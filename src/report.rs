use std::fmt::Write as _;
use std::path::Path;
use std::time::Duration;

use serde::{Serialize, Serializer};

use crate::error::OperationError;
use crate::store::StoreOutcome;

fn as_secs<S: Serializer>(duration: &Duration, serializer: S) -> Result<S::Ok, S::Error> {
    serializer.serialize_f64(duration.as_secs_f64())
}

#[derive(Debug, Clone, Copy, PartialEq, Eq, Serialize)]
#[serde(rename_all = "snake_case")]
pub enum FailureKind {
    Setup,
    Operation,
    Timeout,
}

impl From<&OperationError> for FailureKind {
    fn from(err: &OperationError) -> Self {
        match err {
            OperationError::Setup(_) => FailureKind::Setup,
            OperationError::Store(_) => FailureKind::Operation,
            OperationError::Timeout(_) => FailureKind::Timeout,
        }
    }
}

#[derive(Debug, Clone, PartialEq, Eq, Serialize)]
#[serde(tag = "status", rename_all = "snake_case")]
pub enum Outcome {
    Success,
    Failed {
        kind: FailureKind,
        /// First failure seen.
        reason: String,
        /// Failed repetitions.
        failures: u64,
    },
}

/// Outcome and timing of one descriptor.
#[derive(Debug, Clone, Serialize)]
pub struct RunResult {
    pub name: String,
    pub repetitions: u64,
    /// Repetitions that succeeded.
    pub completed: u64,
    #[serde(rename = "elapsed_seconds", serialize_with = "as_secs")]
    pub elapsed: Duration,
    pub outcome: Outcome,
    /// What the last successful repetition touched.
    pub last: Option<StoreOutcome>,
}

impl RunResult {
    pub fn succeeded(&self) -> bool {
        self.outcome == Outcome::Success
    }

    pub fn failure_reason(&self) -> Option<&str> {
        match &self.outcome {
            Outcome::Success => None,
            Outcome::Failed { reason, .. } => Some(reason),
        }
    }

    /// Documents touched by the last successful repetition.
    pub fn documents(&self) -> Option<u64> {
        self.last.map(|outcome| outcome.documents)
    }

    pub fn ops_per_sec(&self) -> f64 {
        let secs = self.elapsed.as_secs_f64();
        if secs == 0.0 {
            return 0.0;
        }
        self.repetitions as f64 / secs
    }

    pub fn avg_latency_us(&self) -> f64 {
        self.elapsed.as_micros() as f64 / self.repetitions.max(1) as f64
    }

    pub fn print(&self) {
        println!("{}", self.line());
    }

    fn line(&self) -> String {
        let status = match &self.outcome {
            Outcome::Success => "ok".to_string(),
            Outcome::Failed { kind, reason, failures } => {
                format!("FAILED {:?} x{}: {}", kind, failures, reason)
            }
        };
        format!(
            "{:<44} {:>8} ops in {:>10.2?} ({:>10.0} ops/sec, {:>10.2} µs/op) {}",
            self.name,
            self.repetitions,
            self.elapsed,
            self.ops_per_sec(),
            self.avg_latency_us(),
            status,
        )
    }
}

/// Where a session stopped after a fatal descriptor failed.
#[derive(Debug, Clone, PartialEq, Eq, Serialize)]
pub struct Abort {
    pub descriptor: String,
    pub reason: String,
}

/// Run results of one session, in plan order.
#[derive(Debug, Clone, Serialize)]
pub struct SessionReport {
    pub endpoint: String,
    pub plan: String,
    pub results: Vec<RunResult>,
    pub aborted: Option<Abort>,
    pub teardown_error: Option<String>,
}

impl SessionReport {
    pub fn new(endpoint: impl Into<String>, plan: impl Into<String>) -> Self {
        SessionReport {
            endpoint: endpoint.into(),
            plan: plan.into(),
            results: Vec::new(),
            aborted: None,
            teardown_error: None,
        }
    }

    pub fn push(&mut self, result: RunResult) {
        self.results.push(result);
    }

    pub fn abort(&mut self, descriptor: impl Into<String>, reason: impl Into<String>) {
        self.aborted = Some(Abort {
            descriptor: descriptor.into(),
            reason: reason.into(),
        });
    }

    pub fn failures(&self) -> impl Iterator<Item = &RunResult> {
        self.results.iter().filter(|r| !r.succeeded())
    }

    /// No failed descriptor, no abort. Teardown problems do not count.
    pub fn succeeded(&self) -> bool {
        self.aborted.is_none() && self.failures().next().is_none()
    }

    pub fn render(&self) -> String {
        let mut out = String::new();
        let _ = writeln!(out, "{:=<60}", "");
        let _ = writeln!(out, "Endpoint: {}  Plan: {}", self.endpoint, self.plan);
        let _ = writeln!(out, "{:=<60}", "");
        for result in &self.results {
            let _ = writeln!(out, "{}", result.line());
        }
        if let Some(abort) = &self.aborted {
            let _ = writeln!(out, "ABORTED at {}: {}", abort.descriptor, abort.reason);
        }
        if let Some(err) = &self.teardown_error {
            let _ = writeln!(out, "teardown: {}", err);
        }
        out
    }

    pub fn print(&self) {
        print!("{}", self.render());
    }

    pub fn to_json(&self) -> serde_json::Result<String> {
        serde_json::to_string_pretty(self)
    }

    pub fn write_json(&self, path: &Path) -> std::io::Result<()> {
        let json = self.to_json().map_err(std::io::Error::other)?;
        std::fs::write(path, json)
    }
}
::::::::
**TASK ITEM**
Gather and copy every line of the data in which the string "match" is found.

**WRITTEN RESPONSE**
        match err {
        match &self.outcome {
        let status = match &self.outcome {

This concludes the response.